As an example, a full command with arguments would look like this:
./deploy_sandbox_linux.sh 0.0.0.0/0 us-west-2 3
The script requires the dependencies Terraform and the AWS CLI.
While Running the Sandbox Tools:
While running the sandbox deployment script for your operating system, you will be prompted for your Access Key and Secret Key. Enter those values from the instructions you followed in the AWS IAM User Setup section. You can hit enter to skip the region and output format.
Next you should see the terraform init command running automatically for you. You should see the message: Terraform has been successfully initialized!
Last, you will see terraform apply run automatically. The command will generate an execution graph. Confirm that there are 8 Plans to add, and then type “yes” to execute the plan.
Note: There are 7 core infrastructure components, plus X number of rdp instances, as specified by the rdp_count variable with a default of one. So if you chose 3 rdp instances, you would see 10 Plans to add.
Wait for the Terraform commands to finish setting up your infrastructure, and then you should see a final message saying: Apply complete! Resources: 8 added, 0 changed, 0 destroyed.
(If you are using Windows and ran the deploy_sandbox.bat file from command prompt, please note that after “press any key to continue…” the command prompt will be closed.)
After the Windows script finishes executing, you should observe a new batch script generated for you automatically called destroy_sandbox.bat. You can use that batch script to tear down your infrastructure when you are done (see Infrastructure Tear Down).
On macOS and Linux, instructions for infrastructure teardown are outputted to a file in your current directory named cleanup_instructions.txt.
CRITICAL NOTE: Do NOT delete, modify, or move the terraform.tfstate or terraform.tfstate.backup files. These files are used by Terraform to keep track of the infrastructure you just deployed. If you modify, delete or move these files, Terraform will no longer have the associations to your deployed infrastructure and cannot tear it down.
Infrastructure Validation
Once you have deployed your infrastructure, you can verify that the infrastructure is fully stood up and ready to go.

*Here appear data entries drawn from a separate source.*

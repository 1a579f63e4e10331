//! Wire format of the realtime channel: JSON text frames carrying a
//! structured event name plus payload.

use chrono::{DateTime, Utc};
use serde::{Deserialize, Serialize};

use super::message::Message;

/// A single frame on the realtime channel, in either direction.
#[derive(Debug, Clone, Serialize, Deserialize)]
pub struct Frame {
    pub event: String,
    #[serde(default)]
    pub data: serde_json::Value,
}

impl Frame {
    pub fn new(event: impl Into<String>, data: impl Serialize) -> Result<Self, serde_json::Error> {
        Ok(Self {
            event: event.into(),
            data: serde_json::to_value(data)?,
        })
    }
}

// Inbound event names.
pub const EVT_NEW_MESSAGE: &str = "newMessage";
pub const EVT_MESSAGE_DELETED: &str = "messageDeleted";
pub const EVT_ONLINE_USERS: &str = "onlineUsers";
pub const EVT_USER_CONNECTED: &str = "userConnected";
pub const EVT_USER_DISCONNECTED: &str = "userDisconnected";
pub const EVT_MESSAGE_READ: &str = "messageRead";

// Outbound event names.
pub const EVT_IDENTIFY: &str = "identify";
pub const EVT_USER_ACTIVE: &str = "userActive";
pub const EVT_USER_INACTIVE: &str = "userInactive";
pub const EVT_MARK_READ: &str = "markRead";

#[derive(Debug, Clone, Serialize, Deserialize)]
#[serde(rename_all = "camelCase")]
pub struct NewMessagePayload {
    pub conversation_id: String,
    pub message: Message,
}

#[derive(Debug, Clone, Serialize, Deserialize)]
#[serde(rename_all = "camelCase")]
pub struct MessageDeletedPayload {
    pub conversation_id: String,
    pub message_id: String,
}

#[derive(Debug, Clone, Serialize, Deserialize)]
#[serde(rename_all = "camelCase")]
pub struct UserConnectedPayload {
    pub user_id: String,
}

#[derive(Debug, Clone, Serialize, Deserialize)]
#[serde(rename_all = "camelCase")]
pub struct UserDisconnectedPayload {
    pub user_id: String,
    #[serde(default)]
    pub last_active: Option<DateTime<Utc>>,
}

/// The contract tolerates marking every unread message in the conversation
/// read, so `message_id` is advisory.
#[derive(Debug, Clone, Serialize, Deserialize)]
#[serde(rename_all = "camelCase")]
pub struct MessageReadPayload {
    pub conversation_id: String,
    #[serde(default)]
    pub message_id: Option<String>,
}

#[derive(Debug, Clone, Serialize, Deserialize)]
#[serde(rename_all = "camelCase")]
pub struct IdentifyPayload {
    pub token: String,
}

#[derive(Debug, Clone, Serialize, Deserialize)]
#[serde(rename_all = "camelCase")]
pub struct MarkReadPayload {
    pub conversation_id: String,
}
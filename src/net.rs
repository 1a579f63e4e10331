//! HTTP abstraction: a small request/response model plus the [`HttpClient`]
//! trait, with a blocking `ureq` implementation wrapped in
//! `spawn_blocking`.

use anyhow::Result;
use async_trait::async_trait;
use std::collections::HashMap;
use std::time::Duration;

/// A simple structure to represent an HTTP request.
#[derive(Debug, Clone)]
pub struct HttpRequest {
    pub url: String,
    pub method: String, // "GET", "POST", "PUT" or "DELETE"
    pub headers: HashMap<String, String>,
    pub body: Option<Vec<u8>>,
    pub timeout: Option<Duration>,
}

impl HttpRequest {
    fn new(method: &str, url: impl Into<String>) -> Self {
        Self {
            url: url.into(),
            method: method.to_string(),
            headers: HashMap::new(),
            body: None,
            timeout: None,
        }
    }

    pub fn get(url: impl Into<String>) -> Self {
        Self::new("GET", url)
    }

    pub fn post(url: impl Into<String>) -> Self {
        Self::new("POST", url)
    }

    pub fn put(url: impl Into<String>) -> Self {
        Self::new("PUT", url)
    }

    pub fn delete(url: impl Into<String>) -> Self {
        Self::new("DELETE", url)
    }

    pub fn with_header(mut self, key: impl Into<String>, value: impl Into<String>) -> Self {
        self.headers.insert(key.into(), value.into());
        self
    }

    pub fn with_body(mut self, body: Vec<u8>) -> Self {
        self.body = Some(body);
        self
    }

    pub fn with_timeout(mut self, timeout: Duration) -> Self {
        self.timeout = Some(timeout);
        self
    }
}

/// A simple structure for the HTTP response.
#[derive(Debug, Clone)]
pub struct HttpResponse {
    pub status_code: u16,
    pub body: Vec<u8>,
}

/// Trait for executing HTTP requests in a runtime-agnostic way.
#[async_trait]
pub trait HttpClient: Send + Sync {
    /// Executes a given HTTP request and returns the response.
    async fn execute(&self, request: HttpRequest) -> Result<HttpResponse>;
}

/// HTTP client implementation using `ureq` for synchronous HTTP requests.
/// Since `ureq` is blocking, all requests are wrapped in
/// `tokio::task::spawn_blocking`.
#[derive(Debug, Clone, Default)]
pub struct UreqHttpClient;

impl UreqHttpClient {
    pub fn new() -> Self {
        Self
    }
}

#[async_trait]
impl HttpClient for UreqHttpClient {
    async fn execute(&self, request: HttpRequest) -> Result<HttpResponse> {
        // Since ureq is blocking, we must use spawn_blocking
        tokio::task::spawn_blocking(move || {
            // Callers inspect status codes themselves (404 on deletes is
            // meaningful), so non-2xx must not become transport errors.
            let mut config = ureq::Agent::config_builder().http_status_as_error(false);
            if let Some(timeout) = request.timeout {
                config = config.timeout_global(Some(timeout));
            }
            let agent: ureq::Agent = config.build().into();

            let response = match request.method.as_str() {
                "GET" => {
                    let mut req = agent.get(&request.url);
                    for (key, value) in &request.headers {
                        req = req.header(key, value);
                    }
                    req.call()?
                }
                "DELETE" => {
                    let mut req = agent.delete(&request.url);
                    for (key, value) in &request.headers {
                        req = req.header(key, value);
                    }
                    req.call()?
                }
                "POST" => {
                    let mut req = agent.post(&request.url);
                    for (key, value) in &request.headers {
                        req = req.header(key, value);
                    }
                    if let Some(body) = request.body {
                        req.send(&body[..])?
                    } else {
                        req.send(&[])?
                    }
                }
                "PUT" => {
                    let mut req = agent.put(&request.url);
                    for (key, value) in &request.headers {
                        req = req.header(key, value);
                    }
                    if let Some(body) = request.body {
                        req.send(&body[..])?
                    } else {
                        req.send(&[])?
                    }
                }
                method => {
                    return Err(anyhow::anyhow!("Unsupported HTTP method: {}", method));
                }
            };

            let status_code = response.status().as_u16();

            let mut body = response.into_body();
            let body_bytes = body.read_to_vec()?;

            Ok(HttpResponse {
                status_code,
                body: body_bytes,
            })
        })
        .await?
    }
}
//! REST API client for the conversation endpoints. All calls carry the
//! session token, apply a bounded timeout, and map failures into
//! [`ApiError`] so call sites can convert them to events instead of
//! letting them propagate.

use base64::Engine;
use log::warn;
use serde::{Deserialize, Serialize};
use std::sync::Arc;
use std::time::Duration;
use thiserror::Error;

use crate::net::{HttpClient, HttpRequest, HttpResponse};
use crate::types::conversation::Conversation;
use crate::types::message::Message;

#[derive(Debug, Error)]
pub enum ApiError {
    #[error("server returned status {0}")]
    Status(u16),
    #[error("malformed response: {0}")]
    Malformed(#[from] serde_json::Error),
    #[error("transport error: {0}")]
    Transport(String),
}

impl ApiError {
    pub fn is_not_found(&self) -> bool {
        matches!(self, ApiError::Status(404))
    }
}

/// Body of `POST /{conversationId}`.
#[derive(Debug, Clone, Serialize)]
#[serde(rename_all = "camelCase")]
pub struct SendMessageBody {
    pub text: String,
    #[serde(skip_serializing_if = "Option::is_none")]
    pub image: Option<String>,
    #[serde(skip_serializing_if = "Option::is_none")]
    pub reply_to_id: Option<String>,
}

#[derive(Debug, Serialize)]
#[serde(rename_all = "camelCase")]
struct UploadBody {
    image: String,
    is_message_image: bool,
}

#[derive(Debug, Deserialize)]
struct UploadResponse {
    url: String,
}

/// Thin wrapper over the REST collaborator contract.
pub struct ApiClient {
    http: Arc<dyn HttpClient>,
    base_url: String,
    auth_token: String,
    timeout: Duration,
}

impl ApiClient {
    pub fn new(
        http: Arc<dyn HttpClient>,
        base_url: impl Into<String>,
        auth_token: impl Into<String>,
        timeout: Duration,
    ) -> Self {
        Self {
            http,
            base_url: base_url.into(),
            auth_token: auth_token.into(),
            timeout,
        }
    }

    fn url(&self, path: &str) -> String {
        format!("{}{}", self.base_url, path)
    }

    fn prepare(&self, request: HttpRequest) -> HttpRequest {
        request
            .with_header("Authorization", format!("Bearer {}", self.auth_token))
            .with_header("Content-Type", "application/json")
            .with_timeout(self.timeout)
    }

    async fn execute(&self, request: HttpRequest) -> Result<HttpResponse, ApiError> {
        let response = self
            .http
            .execute(self.prepare(request))
            .await
            .map_err(|e| ApiError::Transport(e.to_string()))?;
        if response.status_code >= 400 {
            return Err(ApiError::Status(response.status_code));
        }
        Ok(response)
    }

    pub async fn fetch_conversations(&self) -> Result<Vec<Conversation>, ApiError> {
        let response = self.execute(HttpRequest::get(self.url("/conversations"))).await?;
        Ok(serde_json::from_slice(&response.body)?)
    }

    /// Fetches the conversation with `peer_id`, creating it on demand
    /// server-side.
    pub async fn fetch_conversation(&self, peer_id: &str) -> Result<Conversation, ApiError> {
        let path = format!("/conversations/{}", urlencoding::encode(peer_id));
        let response = self.execute(HttpRequest::get(self.url(&path))).await?;
        Ok(serde_json::from_slice(&response.body)?)
    }

    pub async fn send_message(
        &self,
        conversation_id: &str,
        body: &SendMessageBody,
    ) -> Result<Message, ApiError> {
        let path = format!("/{}", urlencoding::encode(conversation_id));
        let request = HttpRequest::post(self.url(&path)).with_body(serde_json::to_vec(body)?);
        let response = self.execute(request).await?;
        Ok(serde_json::from_slice(&response.body)?)
    }

    pub async fn delete_message(
        &self,
        conversation_id: &str,
        message_id: &str,
    ) -> Result<(), ApiError> {
        let path = format!(
            "/{}/{}",
            urlencoding::encode(conversation_id),
            urlencoding::encode(message_id)
        );
        self.execute(HttpRequest::delete(self.url(&path))).await?;
        Ok(())
    }

    pub async fn mark_read(&self, conversation_id: &str) -> Result<(), ApiError> {
        let path = format!("/{}/read", urlencoding::encode(conversation_id));
        self.execute(HttpRequest::put(self.url(&path))).await?;
        Ok(())
    }

    /// Uploads a message image ahead of the durable write; returns the
    /// hosted URL.
    pub async fn upload_image(&self, data: &[u8]) -> Result<String, ApiError> {
        let body = UploadBody {
            image: base64::engine::general_purpose::STANDARD.encode(data),
            is_message_image: true,
        };
        let request = HttpRequest::post(self.url("/upload")).with_body(serde_json::to_vec(&body)?);
        let response = self.execute(request).await?;
        let raw: UploadResponse = serde_json::from_slice(&response.body)?;
        Ok(raw.url)
    }
}

/// Retries `op` with exponential backoff, used for initial loads. The first
/// failure is retried after one second, doubling per attempt.
pub(crate) async fn with_retries<T, F, Fut>(
    op_name: &str,
    attempts: u32,
    op: F,
) -> Result<T, ApiError>
where
    F: Fn() -> Fut,
    Fut: Future<Output = Result<T, ApiError>>,
{
    let mut delay = Duration::from_secs(1);
    let mut last_err = None;
    for attempt in 1..=attempts.max(1) {
        match op().await {
            Ok(value) => return Ok(value),
            Err(e) => {
                warn!(target: "Client/Api", "{op_name} failed (attempt {attempt}/{attempts}): {e}");
                last_err = Some(e);
                if attempt < attempts {
                    tokio::time::sleep(delay).await;
                    delay *= 2;
                }
            }
        }
    }
    Err(last_err.unwrap_or(ApiError::Transport("no attempts made".into())))
}
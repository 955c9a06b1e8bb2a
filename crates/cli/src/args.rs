//! CLI argument definitions

use clap::{Args, Parser, Subcommand};
use std::path::PathBuf;

/// pantry: track pantry inventory and ask an LLM for recipes
#[derive(Parser, Debug)]
#[command(name = "pantry")]
#[command(author, version, about, long_about = None)]
pub struct Cli {
    /// Path to configuration file
    #[arg(short, long, global = true)]
    pub config: Option<PathBuf>,

    /// Log level (trace, debug, info, warn, error)
    #[arg(long, global = true)]
    pub log_level: Option<String>,

    #[command(subcommand)]
    pub command: Commands,
}

#[derive(Subcommand, Debug)]
pub enum Commands {
    /// Show the current inventory
    List(OutputArgs),

    /// Add an item, or increase its quantity
    Add(AddArgs),

    /// Take one unit of an item away
    Remove(ItemArgs),

    /// Delete an item regardless of quantity
    Delete(ItemArgs),

    /// Generate a recipe from the current inventory
    Recipe(OutputArgs),

    /// Configuration management
    Config(ConfigArgs),

    /// Validate configuration and show status
    Doctor(OutputArgs),
}

#[derive(Args, Debug)]
pub struct OutputArgs {
    /// Output as JSON
    #[arg(long)]
    pub json: bool,
}

#[derive(Args, Debug)]
pub struct AddArgs {
    /// Item name (case-insensitive)
    pub name: String,

    /// Amount to add
    #[arg(short, long, default_value_t = 1, allow_negative_numbers = true)]
    pub quantity: i64,

    /// Output as JSON
    #[arg(long)]
    pub json: bool,
}

#[derive(Args, Debug)]
pub struct ItemArgs {
    /// Item name (case-insensitive)
    pub name: String,

    /// Output as JSON
    #[arg(long)]
    pub json: bool,
}

#[derive(Args, Debug)]
pub struct ConfigArgs {
    #[command(subcommand)]
    pub command: ConfigCommands,
}

#[derive(Subcommand, Debug)]
pub enum ConfigCommands {
    /// Generate example configuration file
    Init {
        /// Path to write config file
        #[arg(long, default_value = "./config.toml")]
        path: PathBuf,

        /// Overwrite existing file
        #[arg(long)]
        force: bool,
    },
}
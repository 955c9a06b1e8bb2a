//! pantry domain crate
//!
//! This crate contains the core domain logic following hexagonal architecture:
//! - `model`: Domain entities and value objects
//! - `ports`: Trait definitions for external dependencies (adapters)
//! - `usecases`: Inventory mutations and recipe generation
//! - `view`: Presentation-side inventory state

pub mod model;
pub mod ports;
pub mod usecases;
pub mod view;

pub use model::*;
pub use ports::*;
pub use view::InventoryView;
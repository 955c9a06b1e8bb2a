//! Configuration loading and management

use anyhow::{Context, Result};
use serde::{Deserialize, Serialize};
use std::path::{Path, PathBuf};

/// Top-level configuration
#[derive(Debug, Clone, Default, Serialize, Deserialize)]
pub struct AppConfig {
    #[serde(default)]
    pub general: GeneralConfig,

    #[serde(default)]
    pub store: StoreConfig,

    #[serde(default)]
    pub llm: LlmConfig,
}

#[derive(Debug, Clone, Serialize, Deserialize)]
pub struct GeneralConfig {
    #[serde(default = "default_log_level")]
    pub log_level: String,
}

#[derive(Debug, Clone, Serialize, Deserialize)]
pub struct StoreConfig {
    #[serde(default = "default_backend")]
    pub backend: String,

    #[serde(default = "default_sqlite_path")]
    pub sqlite_path: PathBuf,

    #[serde(default)]
    pub firestore: FirestoreConfig,
}

#[derive(Debug, Clone, Serialize, Deserialize)]
pub struct FirestoreConfig {
    #[serde(default = "default_firestore_base_url")]
    pub base_url: String,

    #[serde(default)]
    pub project_id: String,

    #[serde(default = "default_firestore_database")]
    pub database: String,

    #[serde(default = "default_firestore_collection")]
    pub collection: String,

    /// Env var holding a Web API key; empty disables the `key` parameter
    #[serde(default = "default_firestore_api_key_env")]
    pub api_key_env: String,

    #[serde(default = "default_store_timeout")]
    pub timeout_secs: u64,
}

#[derive(Debug, Clone, Serialize, Deserialize)]
pub struct LlmConfig {
    #[serde(default = "default_provider")]
    pub provider: String,

    #[serde(default = "default_model")]
    pub model: String,

    #[serde(default = "default_temperature")]
    pub temperature: f64,

    #[serde(default = "default_timeout")]
    pub timeout_secs: u64,

    #[serde(default = "default_llm_retries")]
    pub retries: u32,

    #[serde(default = "default_max_output_tokens")]
    pub max_output_tokens: u32,

    #[serde(default)]
    pub openai: OpenAiConfig,

    #[serde(default)]
    pub openai_compat: OpenAiCompatConfig,
}

#[derive(Debug, Clone, Serialize, Deserialize)]
pub struct OpenAiConfig {
    #[serde(default = "default_openai_api_key_env")]
    pub api_key_env: String,

    #[serde(default = "default_openai_base_url")]
    pub base_url: String,
}

#[derive(Debug, Clone, Default, Serialize, Deserialize)]
pub struct OpenAiCompatConfig {
    #[serde(default)]
    pub api_key_env: String,

    #[serde(default)]
    pub base_url: String,
}

// Default value functions
fn default_log_level() -> String {
    "info".to_string()
}

fn default_backend() -> String {
    "sqlite".to_string()
}

fn default_sqlite_path() -> PathBuf {
    PathBuf::from("./pantry.sqlite")
}

fn default_firestore_base_url() -> String {
    "https://firestore.googleapis.com/v1".to_string()
}

fn default_firestore_database() -> String {
    "(default)".to_string()
}

fn default_firestore_collection() -> String {
    "inventory".to_string()
}

fn default_firestore_api_key_env() -> String {
    "FIRESTORE_API_KEY".to_string()
}

fn default_store_timeout() -> u64 {
    30
}

fn default_provider() -> String {
    "openai".to_string()
}

fn default_model() -> String {
    "gpt-4o-mini".to_string()
}

fn default_temperature() -> f64 {
    0.7
}

fn default_timeout() -> u64 {
    60
}

fn default_llm_retries() -> u32 {
    2
}

fn default_max_output_tokens() -> u32 {
    800
}

fn default_openai_api_key_env() -> String {
    "OPENAI_API_KEY".to_string()
}

fn default_openai_base_url() -> String {
    "https://api.openai.com/v1".to_string()
}

impl Default for GeneralConfig {
    fn default() -> Self {
        Self {
            log_level: default_log_level(),
        }
    }
}

impl Default for StoreConfig {
    fn default() -> Self {
        Self {
            backend: default_backend(),
            sqlite_path: default_sqlite_path(),
            firestore: FirestoreConfig::default(),
        }
    }
}

impl Default for FirestoreConfig {
    fn default() -> Self {
        Self {
            base_url: default_firestore_base_url(),
            project_id: String::new(),
            database: default_firestore_database(),
            collection: default_firestore_collection(),
            api_key_env: default_firestore_api_key_env(),
            timeout_secs: default_store_timeout(),
        }
    }
}

impl Default for LlmConfig {
    fn default() -> Self {
        Self {
            provider: default_provider(),
            model: default_model(),
            temperature: default_temperature(),
            timeout_secs: default_timeout(),
            retries: default_llm_retries(),
            max_output_tokens: default_max_output_tokens(),
            openai: OpenAiConfig::default(),
            openai_compat: OpenAiCompatConfig::default(),
        }
    }
}

impl Default for OpenAiConfig {
    fn default() -> Self {
        Self {
            api_key_env: default_openai_api_key_env(),
            base_url: default_openai_base_url(),
        }
    }
}

impl AppConfig {
    /// Load configuration from file and environment
    pub fn load(config_path: Option<&Path>) -> Result<Self> {
        let mut builder = config::Config::builder();

        // Try default config path if none specified
        let default_path = PathBuf::from("./config.toml");
        let path = config_path.unwrap_or(&default_path);

        if path.exists() {
            builder = builder.add_source(config::File::from(path));
        } else if config_path.is_some() {
            // User specified a path that doesn't exist
            anyhow::bail!("Config file not found: {}", path.display());
        }

        // Add environment variable overrides
        builder = builder.add_source(
            config::Environment::with_prefix("PANTRY")
                .separator("__")
                .try_parsing(true),
        );

        let config = builder.build().context("Failed to build configuration")?;

        config
            .try_deserialize()
            .context("Failed to deserialize configuration")
    }

    /// Generate example configuration as TOML string
    pub fn example_toml() -> String {
        r#"# pantry configuration

[general]
log_level = "info"

[store]
backend = "sqlite"  # sqlite, firestore, memory
sqlite_path = "./pantry.sqlite"

[store.firestore]
base_url = "https://firestore.googleapis.com/v1"
project_id = "your-project-id"
database = "(default)"
collection = "inventory"
api_key_env = "FIRESTORE_API_KEY"
timeout_secs = 30

[llm]
provider = "openai"  # openai, openai_compat, stub
model = "gpt-4o-mini"
temperature = 0.7
timeout_secs = 60
retries = 2
max_output_tokens = 800

[llm.openai]
api_key_env = "OPENAI_API_KEY"
base_url = "https://api.openai.com/v1"

[llm.openai_compat]
api_key_env = "LLM_API_KEY"
base_url = "https://your-provider.com/v1"
"#
        .to_string()
    }
}
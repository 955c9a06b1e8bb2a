//! Application use cases / business logic

pub mod inventory;
pub mod recipe;

pub use inventory::{InventoryError, InventoryService};
pub use recipe::RecipeUseCase;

Start first by signing into the AWS Console and navigating to EC2.
Be sure to select the region in the top right corner that you chose when running the deploy_sandbox.bat script (the default region is us-west-1).
Click the Instances menu item on the left side of the EC2 console.
You should see two EC2 instances available in the EC2 console: one named SandboxDomainController and one named SandboxRDP.
Verify that there is a green checkmark listed under the Status Check column before attempting to access your instances.
Infrastructure Tear Down
NOTE: If you lost the terraform.tfstate or terraform.tfstate.backup files, you will not be able to tear down your infrastructure. Those files are used by terraform to reference the infrastructure previously created in the Infrastructure Deployment step.
Windows:
When you are done using your infrastructure and would like to tear it all down, double click the destroy_sandbox.bat file that was generated when running the deploy_sandbox.bat script. Terraform will print a destruction plan for your resources. Confirm that there are 8 Plans to destroy, and then type “yes” to execute the tear down.
Terraform is region-agnostic and region-ignorant, meaning that even after you deploy and retain the terraform.tfstate file, Terraform still doesn’t know what region the resources were deployed in. The destroy_sandbox.bat script will create the terraform destroy command and include the region you deployed to, ensuring that you can easily tear down the infrastructure after.
macOS and Linux:
On macOS and Linux, instructions for infrastructure teardown are outputted to a file in your current directory named cleanup_instructions.txt.
Running the command mentioned in the text file should successfully de-provision resources used for the Xiid Sandbox.